**What is expected**
Filter out all lines without the word "RegisterRequest" from the data below, please, and copy the rest.
-=-=-=-=-
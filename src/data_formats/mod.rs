mod request;
mod response;
mod wrapper;

pub use request::*;
pub use response::*;
pub use wrapper::*;

use serde::{Deserialize, Serialize};

#[derive(Deserialize, Serialize, Debug)]
pub struct ArticleQueryParams {
    #[serde(default)]
    pub tag: Option<String>,
    #[serde(default)]
    pub author: Option<String>,
    #[serde(default)]
    pub favorited: Option<String>,
    #[serde(default = "get_default_limit")]
    pub limit: i64,
    #[serde(default)]
    pub offset: i64,
}

#[derive(Deserialize, Serialize, Debug)]
pub struct FeedQueryParams {
    #[serde(default = "get_default_limit")]
    pub limit: i64,
    #[serde(default)]
    pub offset: i64,
}

fn get_default_limit() -> i64 {
    20
}
use sqlx::{Sqlite, SqlitePool};

use crate::{
    authentication::hash_password_argon2,
    data_formats::{RegisterRequest, UpdateUserRequest},
    errors::RequestError,
    models::User,
};

use super::{get_user_by_email, get_user_by_id, get_user_by_username, QueryBuilder};

/// Inserts a new account. Email is checked before username so the first
/// conflicting field wins, matching the registration contract. The password
/// must already be hashed by the caller.
pub async fn insert_user(pool: &SqlitePool, user: &RegisterRequest) -> Result<User, RequestError> {
    if get_user_by_email(pool, &user.email).await?.is_some() {
        return Err(RequestError::Conflict("email", "Email is already taken"));
    }
    if get_user_by_username(pool, &user.username).await?.is_some() {
        return Err(RequestError::Conflict(
            "username",
            "Username is already taken",
        ));
    }

    let user = sqlx::query_as::<Sqlite, User>(
        "INSERT INTO users (email, username, password)
         VALUES ($1, $2, $3)
         RETURNING id, username, email, password, bio, image, created_at",
    )
    .bind(&user.email)
    .bind(&user.username)
    .bind(&user.password)
    .fetch_one(pool)
    .await?;
    Ok(user)
}

pub async fn update_user_in_db(
    pool: &SqlitePool,
    id: i64,
    UpdateUserRequest {
        email,
        bio,
        image,
        username,
        password,
    }: UpdateUserRequest,
) -> Result<User, RequestError> {
    let current = match get_user_by_id(pool, id).await? {
        Some(user) => user,
        None => return Err(RequestError::NotFound("User not found")),
    };

    // New email/username must not collide with a different existing user
    if let Some(email) = &email {
        if *email != current.email {
            if let Some(existing) = get_user_by_email(pool, email).await? {
                if existing.id != id {
                    return Err(RequestError::Conflict("email", "Email is already taken"));
                }
            }
        }
    }
    if let Some(username) = &username {
        if *username != current.username {
            if let Some(existing) = get_user_by_username(pool, username).await? {
                if existing.id != id {
                    return Err(RequestError::Conflict(
                        "username",
                        "Username is already taken",
                    ));
                }
            }
        }
    }

    let password = match password {
        Some(password) => Some(
            hash_password_argon2(password)
                .await
                .map_err(|_| RequestError::ServerError)?,
        ),
        None => None,
    };

    let (query, params) = QueryBuilder::new("UPDATE users SET ", ", ")
        .add_param("email", email)
        .add_param("bio", bio)
        .add_param("image", image)
        .add_param("username", username)
        .add_param("password", password)
        .build();
    if !params.is_empty() {
        let query = format!("{query} WHERE id = ${}", params.len() + 1);
        let mut query = sqlx::query(&query);
        for param in params {
            query = query.bind(param);
        }
        query.bind(id).execute(pool).await?;
    }

    match get_user_by_id(pool, id).await? {
        Some(user) => Ok(user),
        None => Err(RequestError::NotFound("User not found")),
    }
}
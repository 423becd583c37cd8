use std::collections::HashSet;

use sqlx::{Sqlite, SqlitePool, Transaction};

use crate::data_formats::{ArticleQueryParams, CreateArticleRequest, UpdateArticleRequest};
use crate::errors::RequestError;
use crate::models::Article;
use crate::slug::slugify;

use super::{get_article_id_by_slug, QueryBuilder};

// Viewer-relative projection: `favorited`/`following` are computed against $1
// and come back false when it is NULL. `favorites_count` is derived from the
// favourite edges so it cannot drift from them.
const SINGLE_ARTICLE_QUERY: &str = r#"
    SELECT articles.id          AS id,
           articles.slug        AS slug,
           articles.title       AS title,
           articles.description AS description,
           articles.body        AS body,
           articles.author_id   AS author_id,
           articles.created_at  AS created_at,
           articles.updated_at  AS updated_at,
           (SELECT group_concat(tags.name, ',')
              FROM tags
              JOIN articletags ON articletags.tag_id = tags.id
             WHERE articletags.article_id = articles.id)  AS tag_list,
           users.username       AS author_username,
           users.bio            AS author_bio,
           users.image          AS author_image,
           (SELECT count(*)
              FROM favourite
             WHERE favourite.article_id = articles.id)    AS favorites_count,
           EXISTS (SELECT 1
                     FROM favourite
                    WHERE favourite.article_id = articles.id
                      AND favourite.user_id = $1)         AS favorited,
           EXISTS (SELECT 1
                     FROM follows
                    WHERE follows.followed_id = articles.author_id
                      AND follows.follower_id = $1)       AS following
      FROM articles
      JOIN users ON users.id = articles.author_id
     WHERE articles.slug = $2
"#;

const LIST_ARTICLES_QUERY: &str = r#"
    SELECT articles.id          AS id,
           articles.slug        AS slug,
           articles.title       AS title,
           articles.description AS description,
           articles.body        AS body,
           articles.author_id   AS author_id,
           articles.created_at  AS created_at,
           articles.updated_at  AS updated_at,
           (SELECT group_concat(tags.name, ',')
              FROM tags
              JOIN articletags ON articletags.tag_id = tags.id
             WHERE articletags.article_id = articles.id)  AS tag_list,
           users.username       AS author_username,
           users.bio            AS author_bio,
           users.image          AS author_image,
           (SELECT count(*)
              FROM favourite
             WHERE favourite.article_id = articles.id)    AS favorites_count,
           EXISTS (SELECT 1
                     FROM favourite
                    WHERE favourite.article_id = articles.id
                      AND favourite.user_id = $1)         AS favorited,
           EXISTS (SELECT 1
                     FROM follows
                    WHERE follows.followed_id = articles.author_id
                      AND follows.follower_id = $1)       AS following
      FROM articles
      JOIN users ON users.id = articles.author_id
     WHERE (users.username = $2 OR $2 IS NULL)
       AND ($3 IS NULL OR EXISTS (SELECT 1
                                    FROM articletags
                                    JOIN tags ON tags.id = articletags.tag_id
                                   WHERE articletags.article_id = articles.id
                                     AND tags.name = $3))
       AND ($4 IS NULL OR EXISTS (SELECT 1
                                    FROM favourite
                                    JOIN users AS fans ON fans.id = favourite.user_id
                                   WHERE favourite.article_id = articles.id
                                     AND fans.username = $4))
     ORDER BY articles.created_at DESC, articles.id DESC
     LIMIT $5 OFFSET $6
"#;

// Same filter set as LIST_ARTICLES_QUERY; the count must reflect the filters,
// not the page.
const COUNT_ARTICLES_QUERY: &str = r#"
    SELECT count(*)
      FROM articles
      JOIN users ON users.id = articles.author_id
     WHERE (users.username = $1 OR $1 IS NULL)
       AND ($2 IS NULL OR EXISTS (SELECT 1
                                    FROM articletags
                                    JOIN tags ON tags.id = articletags.tag_id
                                   WHERE articletags.article_id = articles.id
                                     AND tags.name = $2))
       AND ($3 IS NULL OR EXISTS (SELECT 1
                                    FROM favourite
                                    JOIN users AS fans ON fans.id = favourite.user_id
                                   WHERE favourite.article_id = articles.id
                                     AND fans.username = $3))
"#;

const FEED_ARTICLES_QUERY: &str = r#"
    SELECT articles.id          AS id,
           articles.slug        AS slug,
           articles.title       AS title,
           articles.description AS description,
           articles.body        AS body,
           articles.author_id   AS author_id,
           articles.created_at  AS created_at,
           articles.updated_at  AS updated_at,
           (SELECT group_concat(tags.name, ',')
              FROM tags
              JOIN articletags ON articletags.tag_id = tags.id
             WHERE articletags.article_id = articles.id)  AS tag_list,
           users.username       AS author_username,
           users.bio            AS author_bio,
           users.image          AS author_image,
           (SELECT count(*)
              FROM favourite
             WHERE favourite.article_id = articles.id)    AS favorites_count,
           EXISTS (SELECT 1
                     FROM favourite
                    WHERE favourite.article_id = articles.id
                      AND favourite.user_id = $1)         AS favorited,
           EXISTS (SELECT 1
                     FROM follows
                    WHERE follows.followed_id = articles.author_id
                      AND follows.follower_id = $1)       AS following
      FROM articles
      JOIN users ON users.id = articles.author_id
     WHERE articles.author_id IN (SELECT followed_id
                                    FROM follows
                                   WHERE follower_id = $1)
     ORDER BY articles.created_at DESC, articles.id DESC
     LIMIT $2 OFFSET $3
"#;

const COUNT_FEED_QUERY: &str = r#"
    SELECT count(*)
      FROM articles
     WHERE articles.author_id IN (SELECT followed_id
                                    FROM follows
                                   WHERE follower_id = $1)
"#;

pub async fn get_article_by_slug_in_db(
    pool: &SqlitePool,
    slug: &str,
    viewer: Option<i64>,
) -> Result<Option<Article>, RequestError> {
    let result = sqlx::query_as::<Sqlite, Article>(SINGLE_ARTICLE_QUERY)
        .bind(viewer)
        .bind(slug)
        .fetch_optional(pool)
        .await?;
    Ok(result)
}

pub async fn list_articles_in_db(
    pool: &SqlitePool,
    viewer: Option<i64>,
    ArticleQueryParams {
        tag,
        author,
        favorited,
        limit,
        offset,
    }: ArticleQueryParams,
) -> Result<(Vec<Article>, i64), RequestError> {
    let articles = sqlx::query_as::<Sqlite, Article>(LIST_ARTICLES_QUERY)
        .bind(viewer)
        .bind(&author)
        .bind(&tag)
        .bind(&favorited)
        .bind(limit)
        .bind(offset)
        .fetch_all(pool)
        .await?;

    let (count,): (i64,) = sqlx::query_as(COUNT_ARTICLES_QUERY)
        .bind(&author)
        .bind(&tag)
        .bind(&favorited)
        .fetch_one(pool)
        .await?;

    Ok((articles, count))
}

pub async fn list_feed_articles_in_db(
    pool: &SqlitePool,
    viewer: i64,
    limit: i64,
    offset: i64,
) -> Result<(Vec<Article>, i64), RequestError> {
    // A user following nobody gets an empty feed without touching articles.
    let follows_anyone: Option<(i64,)> =
        sqlx::query_as("SELECT 1 FROM follows WHERE follower_id = $1 LIMIT 1")
            .bind(viewer)
            .fetch_optional(pool)
            .await?;
    if follows_anyone.is_none() {
        return Ok((vec![], 0));
    }

    let articles = sqlx::query_as::<Sqlite, Article>(FEED_ARTICLES_QUERY)
        .bind(viewer)
        .bind(limit)
        .bind(offset)
        .fetch_all(pool)
        .await?;

    let (count,): (i64,) = sqlx::query_as(COUNT_FEED_QUERY)
        .bind(viewer)
        .fetch_one(pool)
        .await?;

    Ok((articles, count))
}

/// Find-or-create every distinct tag name and attach it to the article. Runs
/// inside the caller's transaction so a failure leaves no partial links.
async fn link_tags(
    tx: &mut Transaction<'_, Sqlite>,
    article_id: i64,
    tags: &[String],
) -> Result<(), RequestError> {
    let mut seen = HashSet::new();
    for tag in tags {
        if !seen.insert(tag.as_str()) {
            continue;
        }
        // Upsert so a concurrent insert of the same name still hands back the id
        let (tag_id,): (i64,) = sqlx::query_as(
            "INSERT INTO tags (name) VALUES ($1)
             ON CONFLICT (name) DO UPDATE SET name = $1
             RETURNING id",
        )
        .bind(tag)
        .fetch_one(&mut *tx)
        .await?;

        sqlx::query(
            "INSERT INTO articletags (article_id, tag_id) VALUES ($1, $2)
             ON CONFLICT (article_id, tag_id) DO NOTHING",
        )
        .bind(article_id)
        .bind(tag_id)
        .execute(&mut *tx)
        .await?;
    }
    Ok(())
}

pub async fn create_article_in_db(
    pool: &SqlitePool,
    author_id: i64,
    CreateArticleRequest {
        title,
        description,
        body,
        tag_list,
    }: CreateArticleRequest,
) -> Result<Article, RequestError> {
    let slug = slugify(&title);
    let mut tx = pool.begin().await?;

    let (article_id,): (i64,) = sqlx::query_as(
        "INSERT INTO articles (slug, title, description, body, author_id)
         VALUES ($1, $2, $3, $4, $5)
         RETURNING id",
    )
    .bind(&slug)
    .bind(&title)
    .bind(&description)
    .bind(&body)
    .bind(author_id)
    .fetch_one(&mut tx)
    .await?;

    if let Some(tags) = &tag_list {
        link_tags(&mut tx, article_id, tags).await?;
    }
    tx.commit().await?;

    get_article_by_slug_in_db(pool, &slug, Some(author_id))
        .await?
        .ok_or(RequestError::ServerError)
}

pub async fn update_article_in_db(
    pool: &SqlitePool,
    viewer: i64,
    slug: &str,
    UpdateArticleRequest {
        title,
        description,
        body,
        tag_list,
    }: UpdateArticleRequest,
) -> Result<Article, RequestError> {
    let article: Option<(i64, i64)> =
        sqlx::query_as("SELECT id, author_id FROM articles WHERE slug = $1")
            .bind(slug)
            .fetch_optional(pool)
            .await?;
    let (article_id, author_id) = match article {
        Some(record) => record,
        None => return Err(RequestError::NotFound("Article not found")),
    };
    if author_id != viewer {
        return Err(RequestError::NotAuthorized(
            "You are not authorized to update this article",
        ));
    }

    // A new title gets a freshly generated slug
    let new_slug = title.as_ref().map(|title| slugify(title));

    let mut tx = pool.begin().await?;

    let (query, params) = QueryBuilder::new("UPDATE articles SET ", ", ")
        .add_param("title", title)
        .add_param("description", description)
        .add_param("body", body)
        .add_param("slug", new_slug.clone())
        .add_clause("updated_at = CURRENT_TIMESTAMP")
        .build();
    let query = format!("{query} WHERE id = ${}", params.len() + 1);
    let mut query = sqlx::query(&query);
    for param in params {
        query = query.bind(param);
    }
    query.bind(article_id).execute(&mut tx).await?;

    // Supplying tagList replaces the association set wholesale
    if let Some(tags) = &tag_list {
        sqlx::query("DELETE FROM articletags WHERE article_id = $1")
            .bind(article_id)
            .execute(&mut tx)
            .await?;
        link_tags(&mut tx, article_id, tags).await?;
    }
    tx.commit().await?;

    let slug = new_slug.as_deref().unwrap_or(slug);
    get_article_by_slug_in_db(pool, slug, Some(viewer))
        .await?
        .ok_or(RequestError::ServerError)
}

pub async fn delete_article_in_db(
    pool: &SqlitePool,
    viewer: i64,
    slug: &str,
) -> Result<(), RequestError> {
    let article: Option<(i64, i64)> =
        sqlx::query_as("SELECT id, author_id FROM articles WHERE slug = $1")
            .bind(slug)
            .fetch_optional(pool)
            .await?;
    let (article_id, author_id) = match article {
        Some(record) => record,
        None => return Err(RequestError::NotFound("Article not found")),
    };
    if author_id != viewer {
        return Err(RequestError::NotAuthorized(
            "You are not authorized to delete this article",
        ));
    }

    // Join rows and comments cascade
    sqlx::query("DELETE FROM articles WHERE id = $1")
        .bind(article_id)
        .execute(pool)
        .await?;
    Ok(())
}

pub async fn favourite_article_in_db(
    pool: &SqlitePool,
    viewer: i64,
    slug: &str,
) -> Result<Article, RequestError> {
    let article_id = get_article_id_by_slug(pool, slug).await?;

    sqlx::query(
        "INSERT INTO favourite (user_id, article_id) VALUES ($1, $2)
         ON CONFLICT (user_id, article_id) DO NOTHING",
    )
    .bind(viewer)
    .bind(article_id)
    .execute(pool)
    .await?;

    get_article_by_slug_in_db(pool, slug, Some(viewer))
        .await?
        .ok_or(RequestError::NotFound("Article not found"))
}

pub async fn unfavourite_article_in_db(
    pool: &SqlitePool,
    viewer: i64,
    slug: &str,
) -> Result<Article, RequestError> {
    let article_id = get_article_id_by_slug(pool, slug).await?;

    sqlx::query("DELETE FROM favourite WHERE user_id = $1 AND article_id = $2")
        .bind(viewer)
        .bind(article_id)
        .execute(pool)
        .await?;

    get_article_by_slug_in_db(pool, slug, Some(viewer))
        .await?
        .ok_or(RequestError::NotFound("Article not found"))
}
-=-=-=-=-
**Output**
    data_formats::{RegisterRequest, UpdateUserRequest},
pub async fn insert_user(pool: &SqlitePool, user: &RegisterRequest) -> Result<User, RequestError> {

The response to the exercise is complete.